Jean-Marc Sourdillon La vie discontinue
Exaltations et angoisses, heurs et malheurs, fureurs et silences, émerveillements et désolations : la vie « discontinue » peut nous faire passer, on le sait, de charybde en scylla.
Dans huit textes ancrés dans des expériences personnelles (existentielles, dirait-on) Jean-Marc Sourdillon nous le fait toucher du doigt et nous livre ce qu’on appelle – par facilité – des tranches de vie, des instants qui furent pour lui des moments de révélation.
Un proche qui meurt nous rappelle à l’immense. Il s’est absenté d’un coup, au beau milieu de l’été, évaporé dans le ciel bleu au sommet d’une montagne.
Il le dit, par exemple, dans un texte poignant autour d’une escapade au Puy Mary.
Oui, un bel été. De longues semaines le soleil avait été devant nous ; et soudain brutalement, il a été derrière nous.
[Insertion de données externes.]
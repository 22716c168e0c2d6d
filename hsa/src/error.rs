//! # Hsa error
//!
//! Status checking for runtime calls. Any non-success status carries the
//! runtime's own description, fetched with `hsa_status_string`.

use hsa_sys::bindings::{hsa_status_string, hsa_status_t, hsa_status_t_HSA_STATUS_SUCCESS};
use std::ffi::CStr;
use thiserror::Error;

#[derive(Error, Debug, PartialEq)]
pub enum HsaError {
    // hsa runtime status code plus the vendor description
    #[error("hsa status {status:#x}: {description}")]
    Status { status: u32, description: String },

    #[error("invalid utf-8 in a runtime string")]
    InvalidString(#[from] std::string::FromUtf8Error),
}

pub type HsaResult<T> = Result<T, HsaError>;

// CHECK(status)
pub fn hsa_check(status: hsa_status_t) -> HsaResult<()> {
    if hsa_status_t_HSA_STATUS_SUCCESS == status {
        Ok(())
    } else {
        Err(HsaError::Status {
            status,
            description: status_description(status),
        })
    }
}

fn status_description(status: hsa_status_t) -> String {
    let mut ptr: *const std::os::raw::c_char = std::ptr::null();

    let ret = unsafe { hsa_status_string(status, &mut ptr) };

    if ret != hsa_status_t_HSA_STATUS_SUCCESS || ptr.is_null() {
        return "unknown hsa status".to_string();
    }

    unsafe { CStr::from_ptr(ptr) }.to_string_lossy().into_owned()
}

#[cfg(test)]
mod tests {
    use super::*;

    #[test]
    fn test_success_is_ok() {
        assert_eq!(hsa_check(hsa_status_t_HSA_STATUS_SUCCESS), Ok(()));
    }

    #[test]
    fn test_status_error_display() {
        let err = HsaError::Status {
            status: 0x1000,
            description: "generic error".to_string(),
        };

        assert_eq!(err.to_string(), "hsa status 0x1000: generic error");
    }
}
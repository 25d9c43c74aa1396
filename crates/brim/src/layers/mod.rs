//! Common low-level modules for building residual networks in Burn.
pub mod blocks;
pub mod pool;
Jean-Marc Sourdillon inscrit ses récits dans des paysages, dans des lieux que l’écriture transfigure. Parce que des images affluent.
« La vie poétique consiste pour l’essentiel à se rendre disponible à la venue de certaines images, à les accueillir et à les retenir au moyen de l’écriture. Quelles images ? Celles qui, surgies de la vie, se signalent par une certaine qualité d’émotion qui fait que quelque chose s’allume en elles, qu’elles se font transparentes à la vie qu’elles nomment », notait l’auteur dans un dossier consacré à Philippe Jaccottet (Revue Lettres, printemps 2014).
Comment, d’ailleurs, ne pas penser à Philippe Jaccottet dans cette approche éblouie des lieux, quand les images surgissent dans un paysage naturel. Tel Jaccottet écrivant au col de Larche (titre d’un essai de l’auteur aux éditions Le Bateau fantôme), Jean Marc Sourdillon raconte une pérégrination dans les Cévennes du côté d’Auzillargues et de Saint-André-de-Valborgne. Une libellule le sort de sa torpeur. Puis le voici sur le « diamant brut » d’une « route ancienne taillée dans la montagne » alors que « là-bas, sous la barre argentée des rochers, c’était le torrent ». Peu à peu, l’auteur se sent comme happé, saisi, au point d’éprouver la certitude de faire partie du paysage lui-même.
Un fil tendu dans l’air » finissait par le relier aux insectes à ses pieds « en même temps qu’aux montagnes dans les lointains avec leurs nuages étalés.
Dans un autre texte, Jean-Marc Sourdillon fait l’expérience de l’autre dans sa singularité en regardant vivre son voisin de l’autre côté de la rivière. L’homme y a son enclos, ses animaux et ses petites cultures. Et il regarde cet homme bien occupé mais si différent.
Lui dans son jardin où il bêche aux premières lueurs, moi à ma table, la fenêtre ouverte, au-dessus de la rivière.
Des regards se croisent, une forme de connivence tacite s’instaure entre hommes du matin. Chacun dans son royaume. C’est cela « la vie discontinue » de Jean-Marc Sourdillon. C’est dit à la fois avec simplicité et profondeur.